*Assignment*:
An exact reproduction of all the entries below is required.

══ Working data ══

use super::stats::Measure;
use crate::{Error, Result};
use std::cmp::Ordering;
use std::collections::BTreeMap;

/// Percentile label (`p50`, `p99.9`) to value
pub type PercentileMap<T> = BTreeMap<String, T>;

/// Values of one field sorted ascending, ready for repeated quantile queries.
#[derive(Debug, Clone)]
pub struct SortedSample<T> {
    values: Vec<T>,
}

impl<T: Measure> SortedSample<T> {
    /// Sorts once. Fails with [`Error::EmptyInput`] when `values` is empty.
    pub fn new(mut values: Vec<T>) -> Result<Self> {
        if values.is_empty() {
            return Err(Error::EmptyInput);
        }
        values.sort_by(|a, b| a.partial_cmp(b).unwrap_or(Ordering::Equal));
        Ok(Self { values })
    }

    /// Nearest-rank value at quantile `q`: index `ceil(q * n) - 1`, clamped to the sample.
    pub fn quantile(&self, q: f64) -> Result<T> {
        check_quantile(q)?;

        let n = self.values.len();
        let idx = nearest_rank(q, n).saturating_sub(1).min(n - 1);
        Ok(self.values[idx])
    }

    pub fn percentiles(&self, quantiles: &[f64]) -> Result<PercentileMap<T>> {
        check_quantiles(quantiles)?;
        quantiles
            .iter()
            .map(|&q| Ok((percentile_label(q), self.quantile(q)?)))
            .collect()
    }
}

/// Sort `values` and evaluate every quantile against the same ordering.
pub fn percentiles<T: Measure>(values: Vec<T>, quantiles: &[f64]) -> Result<PercentileMap<T>> {
    SortedSample::new(values)?.percentiles(quantiles)
}

pub fn check_quantile(q: f64) -> Result<()> {
    if (0.0..=1.0).contains(&q) {
        Ok(())
    } else {
        Err(Error::InvalidQuantile(q))
    }
}

/// Range-check every quantile of a set and make sure no two distinct values
/// map to the same [`percentile_label`].
pub fn check_quantiles(quantiles: &[f64]) -> Result<()> {
    let mut seen: BTreeMap<String, f64> = BTreeMap::new();
    for &q in quantiles {
        check_quantile(q)?;
        let label = percentile_label(q);
        match seen.get(&label) {
            Some(&first) if first != q => {
                return Err(Error::QuantileLabelCollision {
                    label,
                    first,
                    second: q,
                });
            }
            Some(_) => {}
            None => {
                seen.insert(label, q);
            }
        }
    }
    Ok(())
}

/// `0.9` becomes `p90`, `0.999` becomes `p99.9`.
pub fn percentile_label(q: f64) -> String {
    let pct = (q * 100_000.0).round() / 1_000.0;
    format!("p{}", pct)
}

fn nearest_rank(q: f64, n: usize) -> usize {
    let raw = q * n as f64;
    // Intentional: within 1e-9 of an integer counts as that integer, so
    // 0.07 * 100 = 7.000000000000001 stays rank 7 instead of ceil-ing to 8.
    let rounded = raw.round();
    let rank = if (raw - rounded).abs() < 1e-9 {
        rounded
    } else {
        raw.ceil()
    };
    rank as usize
}

#[cfg(test)]
mod tests {
    use super::*;
    use crate::ErrorKind;
    use crate::record::Latency;

    #[test]
    fn test_nearest_rank() {
        let sample = SortedSample::new((1..=10u64).rev().collect()).unwrap();
        assert_eq!(sample.quantile(0.25).unwrap(), 3);
        assert_eq!(sample.quantile(0.5).unwrap(), 5);
        assert_eq!(sample.quantile(0.9).unwrap(), 9);
        assert_eq!(sample.quantile(0.91).unwrap(), 10);
    }

    #[test]
    fn test_extremes_are_min_and_max() {
        let sample = SortedSample::new(vec![40u64, 7, 19, 7, 88]).unwrap();
        assert_eq!(sample.quantile(0.0).unwrap(), 7);
        assert_eq!(sample.quantile(1.0).unwrap(), 88);
    }

    #[test]
    fn test_binary_fraction_does_not_shift_rank() {
        let sample = SortedSample::new((1..=100u64).collect()).unwrap();
        assert_eq!(sample.quantile(0.07).unwrap(), 7);
        assert_eq!(sample.quantile(0.29).unwrap(), 29);
    }

    #[test]
    fn test_rank_just_above_an_integer_rounds_up() {
        let sample = SortedSample::new((1..=100u64).collect()).unwrap();
        // 7.00001 is outside the snap window, so nearest-rank takes ceil
        assert_eq!(sample.quantile(0.0700001).unwrap(), 8);
        assert_eq!(sample.quantile(0.0699999).unwrap(), 7);
    }

    #[test]
    fn test_single_value_sample() {
        let sample = SortedSample::new(vec![Latency::from_millis_f64(12.0)]).unwrap();
        for q in [0.0, 0.1, 0.5, 0.99, 1.0] {
            assert_eq!(sample.quantile(q).unwrap(), Latency::from_millis_f64(12.0));
        }
    }

    #[test]
    fn test_percentile_map_labels() {
        let map = percentiles((1..=1000u64).collect(), &[0.1, 0.5, 0.9, 0.99, 0.999]).unwrap();
        assert_eq!(map.get("p10"), Some(&100));
        assert_eq!(map.get("p50"), Some(&500));
        assert_eq!(map.get("p90"), Some(&900));
        assert_eq!(map.get("p99"), Some(&990));
        assert_eq!(map.get("p99.9"), Some(&999));
    }

    #[test]
    fn test_colliding_labels_rejected() {
        let err = percentiles((1..=10_000u64).collect(), &[0.1234501, 0.1234502]).unwrap_err();
        assert_eq!(err.kind(), ErrorKind::InvalidQuantile);
        assert!(err.to_string().contains("p12.345"));

        // Repeating the same quantile is harmless
        let map = percentiles((1..=10u64).collect(), &[0.5, 0.5]).unwrap();
        assert_eq!(map.len(), 1);
    }

    #[test]
    fn test_rejects_out_of_range_quantiles() {
        let sample = SortedSample::new(vec![1u64, 2, 3]).unwrap();
        assert_eq!(sample.quantile(1.5).unwrap_err().kind(), ErrorKind::InvalidQuantile);
        assert_eq!(sample.quantile(-0.1).unwrap_err().kind(), ErrorKind::InvalidQuantile);
        assert!(sample.quantile(f64::NAN).is_err());
    }

    #[test]
    fn test_empty_input() {
        let err = SortedSample::<u64>::new(Vec::new()).unwrap_err();
        assert_eq!(err.kind(), ErrorKind::EmptyInput);
        assert!(percentiles::<u64>(Vec::new(), &[0.5]).is_err());
    }
}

═══

*Solution to the problem*:
use super::stats::Measure;
use crate::{Error, Result};
use std::cmp::Ordering;
use std::collections::BTreeMap;

/// Percentile label (`p50`, `p99.9`) to value
pub type PercentileMap<T> = BTreeMap<String, T>;

/// Values of one field sorted ascending, ready for repeated quantile queries.
#[derive(Debug, Clone)]
pub struct SortedSample<T> {
    values: Vec<T>,
}

impl<T: Measure> SortedSample<T> {
    /// Sorts once. Fails with [`Error::EmptyInput`] when `values` is empty.
    pub fn new(mut values: Vec<T>) -> Result<Self> {
        if values.is_empty() {
            return Err(Error::EmptyInput);
        }
        values.sort_by(|a, b| a.partial_cmp(b).unwrap_or(Ordering::Equal));
        Ok(Self { values })
    }

    /// Nearest-rank value at quantile `q`: index `ceil(q * n) - 1`, clamped to the sample.
    pub fn quantile(&self, q: f64) -> Result<T> {
        check_quantile(q)?;

        let n = self.values.len();
        let idx = nearest_rank(q, n).saturating_sub(1).min(n - 1);
        Ok(self.values[idx])
    }

    pub fn percentiles(&self, quantiles: &[f64]) -> Result<PercentileMap<T>> {
        check_quantiles(quantiles)?;
        quantiles
            .iter()
            .map(|&q| Ok((percentile_label(q), self.quantile(q)?)))
            .collect()
    }
}

/// Sort `values` and evaluate every quantile against the same ordering.
pub fn percentiles<T: Measure>(values: Vec<T>, quantiles: &[f64]) -> Result<PercentileMap<T>> {
    SortedSample::new(values)?.percentiles(quantiles)
}

pub fn check_quantile(q: f64) -> Result<()> {
    if (0.0..=1.0).contains(&q) {
        Ok(())
    } else {
        Err(Error::InvalidQuantile(q))
    }
}

/// Range-check every quantile of a set and make sure no two distinct values
/// map to the same [`percentile_label`].
pub fn check_quantiles(quantiles: &[f64]) -> Result<()> {
    let mut seen: BTreeMap<String, f64> = BTreeMap::new();
    for &q in quantiles {
        check_quantile(q)?;
        let label = percentile_label(q);
        match seen.get(&label) {
            Some(&first) if first != q => {
                return Err(Error::QuantileLabelCollision {
                    label,
                    first,
                    second: q,
                });
            }
            Some(_) => {}
            None => {
                seen.insert(label, q);
            }
        }
    }
    Ok(())
}

/// `0.9` becomes `p90`, `0.999` becomes `p99.9`.
pub fn percentile_label(q: f64) -> String {
    let pct = (q * 100_000.0).round() / 1_000.0;
    format!("p{}", pct)
}

fn nearest_rank(q: f64, n: usize) -> usize {
    let raw = q * n as f64;
    // Intentional: within 1e-9 of an integer counts as that integer, so
    // 0.07 * 100 = 7.000000000000001 stays rank 7 instead of ceil-ing to 8.
    let rounded = raw.round();
    let rank = if (raw - rounded).abs() < 1e-9 {
        rounded
    } else {
        raw.ceil()
    };
    rank as usize
}

#[cfg(test)]
mod tests {
    use super::*;
    use crate::ErrorKind;
    use crate::record::Latency;

    #[test]
    fn test_nearest_rank() {
        let sample = SortedSample::new((1..=10u64).rev().collect()).unwrap();
        assert_eq!(sample.quantile(0.25).unwrap(), 3);
        assert_eq!(sample.quantile(0.5).unwrap(), 5);
        assert_eq!(sample.quantile(0.9).unwrap(), 9);
        assert_eq!(sample.quantile(0.91).unwrap(), 10);
    }

    #[test]
    fn test_extremes_are_min_and_max() {
        let sample = SortedSample::new(vec![40u64, 7, 19, 7, 88]).unwrap();
        assert_eq!(sample.quantile(0.0).unwrap(), 7);
        assert_eq!(sample.quantile(1.0).unwrap(), 88);
    }

    #[test]
    fn test_binary_fraction_does_not_shift_rank() {
        let sample = SortedSample::new((1..=100u64).collect()).unwrap();
        assert_eq!(sample.quantile(0.07).unwrap(), 7);
        assert_eq!(sample.quantile(0.29).unwrap(), 29);
    }

    #[test]
    fn test_rank_just_above_an_integer_rounds_up() {
        let sample = SortedSample::new((1..=100u64).collect()).unwrap();
        // 7.00001 is outside the snap window, so nearest-rank takes ceil
        assert_eq!(sample.quantile(0.0700001).unwrap(), 8);
        assert_eq!(sample.quantile(0.0699999).unwrap(), 7);
    }

    #[test]
    fn test_single_value_sample() {
        let sample = SortedSample::new(vec![Latency::from_millis_f64(12.0)]).unwrap();
        for q in [0.0, 0.1, 0.5, 0.99, 1.0] {
            assert_eq!(sample.quantile(q).unwrap(), Latency::from_millis_f64(12.0));
        }
    }

    #[test]
    fn test_percentile_map_labels() {
        let map = percentiles((1..=1000u64).collect(), &[0.1, 0.5, 0.9, 0.99, 0.999]).unwrap();
        assert_eq!(map.get("p10"), Some(&100));
        assert_eq!(map.get("p50"), Some(&500));
        assert_eq!(map.get("p90"), Some(&900));
        assert_eq!(map.get("p99"), Some(&990));
        assert_eq!(map.get("p99.9"), Some(&999));
    }

    #[test]
    fn test_colliding_labels_rejected() {
        let err = percentiles((1..=10_000u64).collect(), &[0.1234501, 0.1234502]).unwrap_err();
        assert_eq!(err.kind(), ErrorKind::InvalidQuantile);
        assert!(err.to_string().contains("p12.345"));

        // Repeating the same quantile is harmless
        let map = percentiles((1..=10u64).collect(), &[0.5, 0.5]).unwrap();
        assert_eq!(map.len(), 1);
    }

    #[test]
    fn test_rejects_out_of_range_quantiles() {
        let sample = SortedSample::new(vec![1u64, 2, 3]).unwrap();
        assert_eq!(sample.quantile(1.5).unwrap_err().kind(), ErrorKind::InvalidQuantile);
        assert_eq!(sample.quantile(-0.1).unwrap_err().kind(), ErrorKind::InvalidQuantile);
        assert!(sample.quantile(f64::NAN).is_err());
    }

    #[test]
    fn test_empty_input() {
        let err = SortedSample::<u64>::new(Vec::new()).unwrap_err();
        assert_eq!(err.kind(), ErrorKind::EmptyInput);
        assert!(percentiles::<u64>(Vec::new(), &[0.5]).is_err());
    }
}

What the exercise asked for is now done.